Nesses tempos de relato #primeiroassédio vemos a importância de falar publicamente sobre nossas cicatrizes e dores coletivas. Uma terapia de catarse. Mas será que só expor adianta?
É preciso ir além deste assunto e compreender que o assédio ou abuso não é o lado da nossa vida que precisa de cura. Não há doença na situação onde fomos vítimas. O doente é o agressor. No entanto, as marcas do abuso ficam presentes na memória corporal em forma de uma couraça, como diria Wilhelm Reich.
Estas couraças geram um padrão inconsciente de defesa. Na situação sexual, por exemplo, podemos sentir o outro como uma ameaça ou um possível agressor com uma vontade maior que a nossa, contra o qual não conseguimos nos contrapor. Há uma dificuldade de colocar limites diante de “pequenos assédios cotidianos” pois ainda se tem o sentimento de inadequação, culpa, dependência e fraqueza de uma criança abusada. Ao invés de reagir, a gente chora. Isso faz com que muitas mulheres tenham aversão ao sexo. Também ajuda a explicar porque muitas mulheres não conseguem dizer “não” para alguns comportamentos dos homens, se mantendo em um relacionamento abusivo.
Mas o ressentimento só nos adoece e piora a situação. Pode haver um misto de sentimentos de amor e raiva, porém a maioria de nós ama os homens e vai se relacionar com eles necessariamente, seja como parceiros sexuais ou como filhos homens. Ambos com a boca nos nosso peitos. É preciso fazer o corpo ganhar consciência de que agora não somos mais crianças. Como mães e mulheres adultas somos fortes. Do nosso peito há sair o leite doce do amor que somos capazes de construir. Senão é câncer de mama, de mamá, câncer de mãe, câncer de mulher.
Digo isso porque o amor é questão de saúde e é possível para todas nós termos relações sexuais-afetivas satisfatórias.
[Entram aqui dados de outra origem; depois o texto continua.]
//! Workload ledger: weighted assignment counts and hours worked.
//!
//! RULE: Only the engine mutates the ledger, through record_assignment,
//! accumulate_hours and reset. Schedule rebuilds and edits never touch it.

use crate::{
    config::ModifierPolicy,
    skill::SkillValue,
    types::{Modality, Skill, WorkerId},
};
use serde::{Deserialize, Serialize};
use std::collections::BTreeMap;

/// Counters for one (worker, skill, modality).
#[derive(Debug, Clone, Copy, Default, PartialEq, Serialize, Deserialize)]
pub struct WorkloadRecord {
    pub weighted_count: f64,
    pub hours_worked:   f64,
}

impl WorkloadRecord {
    /// Fairness ratio. With no hours: 0 if never assigned, +inf otherwise,
    /// so an assigned-but-hourless worker sorts after every worker with hours.
    pub fn ratio(&self) -> f64 {
        if self.hours_worked > 0.0 {
            self.weighted_count / self.hours_worked
        } else if self.weighted_count > 0.0 {
            f64::INFINITY
        } else {
            0.0
        }
    }
}

/// Hours are tracked per (worker, modality) and shared by every skill in it.
#[derive(Debug, Clone, Default, PartialEq, Serialize, Deserialize)]
struct ModalityLedger {
    hours_worked:    f64,
    weighted_counts: BTreeMap<Skill, f64>,
}

#[derive(Debug, Clone, Default, PartialEq, Serialize, Deserialize)]
#[serde(transparent)]
pub struct WorkloadLedger {
    workers: BTreeMap<WorkerId, BTreeMap<Modality, ModalityLedger>>,
}

impl WorkloadLedger {
    pub fn new() -> Self {
        Self::default()
    }

    fn slot(&mut self, worker: &str, modality: &str) -> &mut ModalityLedger {
        self.workers
            .entry(worker.to_string())
            .or_default()
            .entry(modality.to_string())
            .or_default()
    }

    pub fn record_assignment(&mut self, worker: &str, skill: &str, modality: &str, weight: f64) {
        *self
            .slot(worker, modality)
            .weighted_counts
            .entry(skill.to_string())
            .or_insert(0.0) += weight;
    }

    pub fn accumulate_hours(&mut self, worker: &str, modality: &str, hours: f64) {
        if hours > 0.0 {
            self.slot(worker, modality).hours_worked += hours;
        }
    }

    pub fn record(&self, worker: &str, skill: &str, modality: &str) -> WorkloadRecord {
        self.workers
            .get(worker)
            .and_then(|m| m.get(modality))
            .map(|slot| WorkloadRecord {
                weighted_count: slot.weighted_counts.get(skill).copied().unwrap_or(0.0),
                hours_worked: slot.hours_worked,
            })
            .unwrap_or_default()
    }

    pub fn ratio(&self, worker: &str, skill: &str, modality: &str) -> f64 {
        self.record(worker, skill, modality).ratio()
    }

    /// Sum of weighted counts for a worker across skills and modalities.
    pub fn total_weighted(&self, worker: &str) -> f64 {
        self.workers
            .get(worker)
            .map(|m| m.values().flat_map(|slot| slot.weighted_counts.values()).sum())
            .unwrap_or(0.0)
    }

    pub fn hours_worked(&self, worker: &str, modality: &str) -> f64 {
        self.workers
            .get(worker)
            .and_then(|m| m.get(modality))
            .map(|slot| slot.hours_worked)
            .unwrap_or(0.0)
    }

    pub fn workers(&self) -> impl Iterator<Item = &WorkerId> {
        self.workers.keys()
    }

    /// Zero every counter. Only a full reload calls this.
    pub fn reset(&mut self) {
        self.workers.clear();
    }

    pub fn is_empty(&self) -> bool {
        self.workers.is_empty()
    }
}

/// Ledger increment for one assignment:
/// `base × (1/global_modifier, per policy) × (1/w_modifier if Weighted)`.
pub fn assignment_weight(
    base_weight: f64,
    global_modifier: f64,
    value: SkillValue,
    policy: ModifierPolicy,
) -> f64 {
    let applies_global = match policy {
        ModifierPolicy::AllAssignments => true,
        ModifierPolicy::WeightedOnly => value.weighted_modifier().is_some(),
    };
    let mut weight = base_weight;
    if applies_global && global_modifier > 0.0 {
        weight /= global_modifier;
    }
    if let Some(w_modifier) = value.weighted_modifier().filter(|m| *m > 0.0) {
        weight /= w_modifier;
    }
    weight
}
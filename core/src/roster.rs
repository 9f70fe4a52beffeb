//! Roster: per-worker baseline skill levels and personal modifiers.
//!
//! The roster is owned by an external store; the engine only reads it.

use crate::{
    config::RotaConfig,
    error::{RotaError, RotaResult},
    skill::SkillLevel,
    types::{Modality, Skill, WorkerId},
};
use serde::{Deserialize, Serialize};
use std::collections::BTreeMap;

#[derive(Debug, Clone, Serialize, Deserialize, PartialEq)]
pub struct RosterEntry {
    pub worker: WorkerId,
    #[serde(default)]
    pub display_name: Option<String>,
    /// skill → modality → baseline level.
    #[serde(default)]
    pub skills: BTreeMap<Skill, BTreeMap<Modality, SkillLevel>>,
    #[serde(default = "one")]
    pub global_modifier: f64,
    #[serde(default = "one")]
    pub w_modifier: f64,
}

fn one() -> f64 {
    1.0
}

impl RosterEntry {
    pub fn new(worker: impl Into<WorkerId>) -> Self {
        Self {
            worker: worker.into(),
            display_name: None,
            skills: BTreeMap::new(),
            global_modifier: 1.0,
            w_modifier: 1.0,
        }
    }

    pub fn with_skill(mut self, skill: &str, modality: &str, level: SkillLevel) -> Self {
        self.skills
            .entry(skill.to_string())
            .or_default()
            .insert(modality.to_string(), level);
        self
    }

    pub fn with_modifiers(mut self, global_modifier: f64, w_modifier: f64) -> Self {
        self.global_modifier = global_modifier;
        self.w_modifier = w_modifier;
        self
    }

    /// Baseline for (skill, modality). Cells the roster leaves blank are generalist.
    pub fn baseline(&self, skill: &str, modality: &str) -> SkillLevel {
        self.skills
            .get(skill)
            .and_then(|by_modality| by_modality.get(modality))
            .copied()
            .unwrap_or(SkillLevel::Generalist)
    }
}

#[derive(Debug, Clone, Default, Serialize, Deserialize, PartialEq)]
#[serde(transparent)]
pub struct Roster {
    entries: BTreeMap<WorkerId, RosterEntry>,
}

#[derive(Debug, Clone, Deserialize)]
struct RosterFile {
    workers: Vec<RosterEntry>,
}

impl Roster {
    pub fn new(entries: impl IntoIterator<Item = RosterEntry>) -> Self {
        Self {
            entries: entries.into_iter().map(|e| (e.worker.clone(), e)).collect(),
        }
    }

    /// Load from a JSON roster file (`{"workers": [...]}`).
    pub fn load(path: &str) -> anyhow::Result<Self> {
        let content = std::fs::read_to_string(path)
            .map_err(|e| anyhow::anyhow!("Cannot read {path}: {e}"))?;
        let file: RosterFile = serde_json::from_str(&content)?;
        Ok(Self::new(file.workers))
    }

    pub fn entry(&self, worker: &str) -> Option<&RosterEntry> {
        self.entries.get(worker)
    }

    /// Entry for `worker`, or an all-default one if the roster does not list them.
    pub fn entry_or_default(&self, worker: &str) -> RosterEntry {
        self.entries.get(worker).cloned().unwrap_or_else(|| {
            log::warn!("Worker '{worker}' not in roster; using default baselines");
            RosterEntry::new(worker)
        })
    }

    pub fn upsert(&mut self, entry: RosterEntry) {
        self.entries.insert(entry.worker.clone(), entry);
    }

    pub fn len(&self) -> usize {
        self.entries.len()
    }

    pub fn is_empty(&self) -> bool {
        self.entries.is_empty()
    }

    pub fn iter(&self) -> impl Iterator<Item = &RosterEntry> {
        self.entries.values()
    }

    /// Reject unknown slugs and non-positive modifiers.
    pub fn validate(&self, config: &RotaConfig) -> RotaResult<()> {
        for entry in self.entries.values() {
            for (skill, by_modality) in &entry.skills {
                config.require_skill(skill)?;
                for modality in by_modality.keys() {
                    config.require_modality(modality)?;
                }
            }
            for (name, value) in [("global_modifier", entry.global_modifier), ("w_modifier", entry.w_modifier)] {
                if !(value > 0.0 && value.is_finite()) {
                    return Err(RotaError::invalid_config(format!(
                        "roster entry '{}' has invalid {name} {value}",
                        entry.worker
                    )));
                }
            }
        }
        Ok(())
    }
}
//! Segment normalization.
//!
//! Turns one worker's shift and gap intents for a day into ordered,
//! non-overlapping availability segments per modality.
//!
//! RULES:
//!   - Gaps always win over shifts in overlapping time.
//!   - Where shifts overlap each other, manual shifts win, then the earlier start,
//!     then input order.
//!   - A gap yields its own segment with every skill Excluded, clipped to the
//!     planned shift coverage of that modality.
//!   - Nothing is merged: adjacent segments from different intents stay separate.

use crate::{
    intent::{GapIntent, ShiftIntent},
    resolver::SkillMap,
    skill::SkillValue,
    types::{merge_windows, IntentId, Modality, TimeWindow, WorkerId},
};
use serde::{Deserialize, Serialize};
use std::collections::BTreeMap;

/// Where a segment came from.
#[derive(Debug, Clone, PartialEq, Eq, Serialize, Deserialize)]
#[serde(tag = "kind", content = "intent", rename_all = "snake_case")]
pub enum SegmentSource {
    Shift(IntentId),
    Gap(IntentId),
}

#[derive(Debug, Clone, PartialEq, Serialize, Deserialize)]
pub struct AvailabilitySegment {
    pub worker:           WorkerId,
    pub modality:         Modality,
    pub window:           TimeWindow,
    /// Planned window of the originating shift; shift-start/end buffers use it.
    pub shift_window:     TimeWindow,
    pub source:           SegmentSource,
    pub skills:           SkillMap,
    pub modifier:         f64,
    pub counts_for_hours: bool,
    pub manual:           bool,
}

impl AvailabilitySegment {
    /// Resolved value for `skill`; skills missing from the snapshot are excluded.
    pub fn skill(&self, skill: &str) -> SkillValue {
        self.skills.get(skill).copied().unwrap_or(SkillValue::Excluded)
    }

    pub fn is_gap(&self) -> bool {
        matches!(self.source, SegmentSource::Gap(_))
    }
}

/// A shift paired with its resolved skill map.
#[derive(Debug, Clone)]
pub struct ResolvedShift<'a> {
    pub intent: &'a ShiftIntent,
    pub skills: SkillMap,
}

/// Normalize one worker's day. Shifts and gaps for other workers are ignored.
pub fn normalize_worker(
    worker: &str,
    shifts: &[ResolvedShift<'_>],
    gaps: &[&GapIntent],
) -> BTreeMap<Modality, Vec<AvailabilitySegment>> {
    let mut by_modality: BTreeMap<&str, Vec<&ResolvedShift<'_>>> = BTreeMap::new();
    for shift in shifts.iter().filter(|s| s.intent.worker == worker) {
        by_modality.entry(shift.intent.modality.as_str()).or_default().push(shift);
    }

    by_modality
        .into_iter()
        .map(|(modality, mut shifts)| {
            // Stable sort keeps input order as the last tie-break.
            shifts.sort_by(|a, b| {
                b.intent
                    .manual
                    .cmp(&a.intent.manual)
                    .then(a.intent.start.cmp(&b.intent.start))
            });
            let modality_gaps: Vec<&GapIntent> = gaps
                .iter()
                .copied()
                .filter(|g| g.worker == worker && g.scope.applies_to(modality))
                .collect();
            let segments = normalize_modality(worker, modality, &shifts, &modality_gaps);
            (modality.to_string(), segments)
        })
        .collect()
}

fn normalize_modality(
    worker: &str,
    modality: &str,
    shifts: &[&ResolvedShift<'_>],
    gaps: &[&GapIntent],
) -> Vec<AvailabilitySegment> {
    let gap_windows = merge_windows(gaps.iter().map(|g| g.window()).collect());
    let mut claimed: Vec<TimeWindow> = Vec::new();
    let mut segments = Vec::new();

    // Shift-derived pieces: shift window minus earlier claims minus gaps.
    for shift in shifts {
        let pieces = shift.intent.window().subtract_all(&claimed);
        claimed.extend(pieces.iter().copied());
        for piece in pieces {
            for window in piece.subtract_all(&gap_windows) {
                segments.push(AvailabilitySegment {
                    worker: worker.to_string(),
                    modality: modality.to_string(),
                    window,
                    shift_window: shift.intent.planned_window(),
                    source: SegmentSource::Shift(shift.intent.id.clone()),
                    skills: shift.skills.clone(),
                    modifier: shift.intent.modifier,
                    counts_for_hours: shift.intent.counts_for_hours,
                    manual: shift.intent.manual,
                });
            }
        }
    }

    // Gap pieces, clipped to planned coverage; earlier gaps claim overlaps first.
    let mut sorted_gaps: Vec<&GapIntent> = gaps.to_vec();
    sorted_gaps.sort_by_key(|g| g.start);
    let mut gap_claimed: Vec<TimeWindow> = Vec::new();
    let mut covered: Vec<(TimeWindow, &ResolvedShift<'_>)> = Vec::new();
    for shift in shifts {
        let planned = shift.intent.planned_window();
        let claimed_by_earlier: Vec<TimeWindow> = covered.iter().map(|(w, _)| *w).collect();
        for piece in planned.subtract_all(&claimed_by_earlier) {
            covered.push((piece, *shift));
        }
    }
    for gap in sorted_gaps {
        for (coverage, shift) in &covered {
            let Some(overlap) = gap.window().intersect(coverage) else {
                continue;
            };
            for window in overlap.subtract_all(&gap_claimed) {
                segments.push(AvailabilitySegment {
                    worker: worker.to_string(),
                    modality: modality.to_string(),
                    window,
                    shift_window: shift.intent.planned_window(),
                    source: SegmentSource::Gap(gap.id.clone()),
                    skills: shift
                        .skills
                        .keys()
                        .map(|skill| (skill.clone(), SkillValue::Excluded))
                        .collect(),
                    modifier: 1.0,
                    counts_for_hours: false,
                    manual: false,
                });
                gap_claimed.push(window);
            }
        }
    }

    segments.sort_by_key(|s| s.window);
    debug_assert!(is_disjoint(&segments), "normalized segments overlap for {worker}/{modality}");
    segments
}

/// Segments are ordered and pairwise time-disjoint.
pub fn is_disjoint(segments: &[AvailabilitySegment]) -> bool {
    segments.windows(2).all(|pair| pair[0].window.end <= pair[1].window.start)
}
Sair de relacionamentos abusivos e ao mesmo tempo assumir o desafio de todas as mulheres:
amar aos homens sem medo
amar a nós mesmas primeiro
Sabemos que todas essas coisas são extremamente difíceis para a maioria das mulheres, ainda mais em uma sociedade que frequentemente não acredita na vítima, não a acolhe nem reconhece sua dor, e até a culpabiliza. A terapia, entre outros espaços de compartilhamento e acolhimento, pode ajudar muito. O terapeuta, como uma pessoa de fora da sua vida, pode te ajudar a ver que existem meios e pessoas em que se faz necessário brigar e se distanciar, e que em outros você poderá se abrir, confiar e encontrar acolhimento.